4.13 Análise breve do ouro



Um, eventos geopolíticos detonam o mercado, o preço do ouro salta e despenca

As negociações de paz marathon entre EUA e Irã anunciam fracasso, os EUA anunciam bloqueio do Estreito de Hormuz, eventos de risco geopolítico impactam diretamente os mercados globais. O ouro à vista abriu em forte gap de baixa, com queda de quase 2% no dia, caindo de 4749 no fechamento do fim de semana passado para 4670 na abertura, com um gap de 79 pontos, atingindo uma mínima de 4645 durante o pregão, depois oscila entre 4650-4660 com fraqueza, dominando o sentimento de baixa no mercado.

Influenciado por esse evento geopolítico, o preço internacional do petróleo dispara, o WTI sobe mais de 10%, estabilizando em 105 dólares por barril; fundos de proteção fogem para o dólar, que sobe forte, o índice do dólar sobe, o euro, libra esterlina e outras moedas não-americanas enfraquecem, o euro/dólar cai 0,53% para 1,1663, a libra/dólar cai 0,5%, o apetite ao risco no mercado financeiro se volta rapidamente.

Dois, lógica central: mudança na linha de precificação, falha temporária na função de proteção

A queda do ouro sob risco geopolítico não indica falha na lógica de proteção, mas sim uma troca completa na linha de precificação do mercado, de uma condução por risco geopolítico para uma condução por expectativas de inflação e aumento de juros.

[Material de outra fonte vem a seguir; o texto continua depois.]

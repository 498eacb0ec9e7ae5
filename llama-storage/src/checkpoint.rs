//! C8: the checkpoint engine. Freezes the writable stage into a new MLCSR
//! level, following the ten-step algorithm of §4.7: validate the loader
//! config, size the new level from per-node deltas, write edges, optionally
//! build reverse edges, and freeze every property's writable slot.

use llama_api::{pack_edge_id, unpack_edge_id, LevelId, LoaderConfig, NodeId};

use crate::error::Result;
use crate::mlcsr::{Mlcsr, VtMode};
use crate::property::{PropertyId, PropertyStore, PropertyValue};
use crate::writable::WritableStage;

/// Runs one checkpoint, consuming everything currently buffered in
/// `stage`. Returns the id of the newly committed level.
///
/// `stage`, `mlcsr`, and `properties` together form one database's mutable
/// state; this function takes them by reference rather than bundling them
/// into a type of its own so `Database` (the root object) stays the single
/// owner, per §9's "the database value is the sole root". `stream_forward`
/// names the edge property (if any) that records each superseded edge's
/// forward pointer (§0.5); pass `None` outside streaming mode.
pub fn run_checkpoint(
    mlcsr: &Mlcsr,
    properties: &PropertyStore,
    stage: &WritableStage,
    config: &LoaderConfig,
    stream_forward: Option<PropertyId>,
) -> Result<LevelId> {
    config.validate().map_err(crate::error::Error::UnsupportedConfig)?;

    // step 2: max_nodes = max_node_id_seen + 1, never shrinking relative to
    // the previous level (an empty checkpoint must reproduce its
    // predecessor's shape exactly, see §8 "Checkpoint with zero writable
    // mutations").
    let prev_level = mlcsr.levels().max_level();
    let prev_max_nodes = prev_level.and_then(|l| mlcsr.levels().get(l)).map(|l| l.max_nodes).unwrap_or(0);
    let seen = stage.max_node_seen();
    let max_nodes = prev_max_nodes.max(if seen < 0 { 0 } else { seen as usize + 1 });

    // step 3: per-node delta arrays.
    let deltas = stage.drain();
    let mut new_out_degree = vec![0u32; max_nodes];
    let mut deleted_count = vec![0u32; max_nodes];
    for (&node, delta) in deltas.iter() {
        let idx = node as usize;
        new_out_degree[idx] = delta.out_edges.len() as u32;
        deleted_count[idx] = if delta.tombstone {
            prev_level.map(|l| mlcsr.out_degree(node, l)).transpose()?.unwrap_or(0)
        } else {
            delta.deleted_count
        };
    }

    let mode = if prev_level.is_none() { VtMode::Dense } else { VtMode::Cow };

    // step 4
    let level_id = mlcsr.init_level_from_degrees(max_nodes, &new_out_degree, mode)?;

    // step 5: give every edge property a slot for this level before any
    // writes land.
    let max_edges: u64 = new_out_degree.iter().map(|&d| d as u64).sum();
    properties.init_edge_level(level_id, max_edges);

    // step 6: sweep touched nodes in ascending order, writing edges and
    // recording supersession pointers for streaming weight age-off.
    let mut supersessions = Vec::new();
    for (&node, delta) in deltas.iter() {
        let new_edges = new_out_degree[node as usize];
        let deleted = deleted_count[node as usize];
        if let Some(start) = mlcsr.init_node(node, new_edges, deleted)? {
            let targets: Vec<NodeId> = delta.out_edges.iter().map(|e| e.target).collect();
            mlcsr.write_edges(start, &targets)?;
            for (i, edge) in delta.out_edges.iter().enumerate() {
                if let Some(old) = edge.supersedes {
                    let new_edge = pack_edge_id(level_id, start + i as u64);
                    supersessions.push((old, new_edge));
                }
            }
        }
    }

    // forward-pointer chain for streaming weight age-off (§0.5): the
    // superseded edge's slot in `stream_forward` now points at its
    // replacement, so eviction can walk to the surviving descendant.
    if let Some(prop_id) = stream_forward {
        for (old, new) in &supersessions {
            if let Some((old_level, old_index)) = unpack_edge_id(*old) {
                properties.with_edge_property(prop_id, |p| {
                    p.set(*old, old_level, old_index, PropertyValue::Int(*new));
                })?;
            }
        }
    }

    // step 7
    mlcsr.finish_level_vertices()?;
    mlcsr.finish_level_edges()?;

    // step 8
    if config.reverse_edges {
        mlcsr.make_reverse_edges(config.reverse_maps)?;
    }

    // step 9: freeze every node property's writable slot at this level.
    properties.freeze_node_properties(level_id, max_nodes)?;

    Ok(level_id)
}

#[cfg(test)]
mod tests {
    use super::*;

    #[test]
    fn empty_checkpoint_produces_pointer_equal_vt() {
        let mlcsr = Mlcsr::new(8);
        let properties = PropertyStore::new(4);
        let stage = WritableStage::new();
        let config = LoaderConfig::default();

        stage.add_edge(1, 2, None);
        let l0 = run_checkpoint(&mlcsr, &properties, &stage, &config, None).unwrap();
        // second checkpoint with nothing buffered must reproduce l0's shape
        // exactly: no modified pages, an empty edge table.
        let l1 = run_checkpoint(&mlcsr, &properties, &stage, &config, None).unwrap();

        let level0 = mlcsr.levels().get(l0).unwrap();
        let level1 = mlcsr.levels().get(l1).unwrap();
        assert_eq!(level1.out_vt.modified_nodes(&level0.out_vt).unwrap(), Vec::<NodeId>::new());
        assert_eq!(level1.out_et.capacity(), 0);
        assert_eq!(mlcsr.out_degree(1, l1).unwrap(), 1);
    }

    #[test]
    fn streaming_supersession_records_forward_pointer() {
        let mlcsr = Mlcsr::new(8);
        let properties = PropertyStore::new(4);
        let forward = properties.create_edge_property("stream_forward").unwrap();
        let stage = WritableStage::new();
        let config = LoaderConfig::default();

        stage.add_edge(1, 2, None);
        let l0 = run_checkpoint(&mlcsr, &properties, &stage, &config, Some(forward)).unwrap();
        let old_edge = mlcsr.lookup_out_edge_id(1, l0).unwrap();

        stage.add_edge(1, 2, Some(old_edge));
        let l1 = run_checkpoint(&mlcsr, &properties, &stage, &config, Some(forward)).unwrap();
        let new_edge = mlcsr.lookup_out_edge_id(1, l1).unwrap();

        let (level, index) = unpack_edge_id(old_edge).unwrap();
        let recorded = properties.with_edge_property(forward, |p| p.get(level, index)).unwrap();
        assert_eq!(recorded.as_edge_id(), new_edge);
    }

    #[test]
    fn checkpoint_from_scenario_s1() {
        let mlcsr = Mlcsr::new(8);
        let properties = PropertyStore::new(4);
        let stage = WritableStage::new();
        let config = LoaderConfig::default();

        stage.add_edge(1, 2, None);
        stage.add_edge(1, 3, None);
        stage.add_edge(2, 3, None);

        let l0 = run_checkpoint(&mlcsr, &properties, &stage, &config, None).unwrap();
        assert_eq!(mlcsr.out_degree(1, l0).unwrap(), 2);
        assert_eq!(mlcsr.out_degree(2, l0).unwrap(), 1);
        let out1: Vec<_> = mlcsr.iter_out(1, l0, l0).collect();
        assert_eq!(out1.len(), 2);
    }

    #[test]
    fn checkpoint_builds_reverse_edges_when_configured() {
        let mlcsr = Mlcsr::new(8);
        let properties = PropertyStore::new(4);
        let stage = WritableStage::new();
        let config = LoaderConfig { reverse_edges: true, reverse_maps: true, ..Default::default() };

        stage.add_edge(1, 3, None);
        stage.add_edge(2, 3, None);
        let l0 = run_checkpoint(&mlcsr, &properties, &stage, &config, None).unwrap();
        assert_eq!(mlcsr.in_degree(3, l0).unwrap(), 2);
    }

    #[test]
    fn rejects_reverse_maps_without_reverse_edges() {
        let mlcsr = Mlcsr::new(8);
        let properties = PropertyStore::new(4);
        let stage = WritableStage::new();
        let config = LoaderConfig { reverse_maps: true, ..Default::default() };
        assert!(run_checkpoint(&mlcsr, &properties, &stage, &config, None).is_err());
    }
}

O bloqueio do Estreito de Hormuz impacta diretamente a cadeia de suprimentos energéticos globais, o preço do petróleo dispara novamente, alimentando o pânico inflacionário, somando-se ao fato de que a inflação de março nos EUA atingiu o maior aumento em quase quatro anos, levando a uma rápida mudança nas expectativas de política monetária dos bancos centrais globais. Anteriormente, o mercado precificava expectativa de corte de juros, mas com a alta inflação, o Banco Central Europeu, o Banco da Inglaterra e outros bancos centrais principais aceleram o aumento de juros, reduzindo o apelo do ouro, que não oferece rendimento, enquanto o dólar se torna a principal escolha de fundos de proteção, pressionando o preço do ouro para baixo.

Três, análise técnica: ressonância de estrutura de baixa, tendência de queda confirmada

No aspecto técnico, o ouro no gráfico diário fecha com uma longa vela de corpo cheio de baixa, o sistema de médias móveis apresenta disposição de baixa, o MACD diverge para baixo, o indicador de oscilação forma um cruzamento de morte, a conjuntura macroeconômica e a tendência técnica ressoam em baixa, confirmando o controle do mercado pelos vendedores.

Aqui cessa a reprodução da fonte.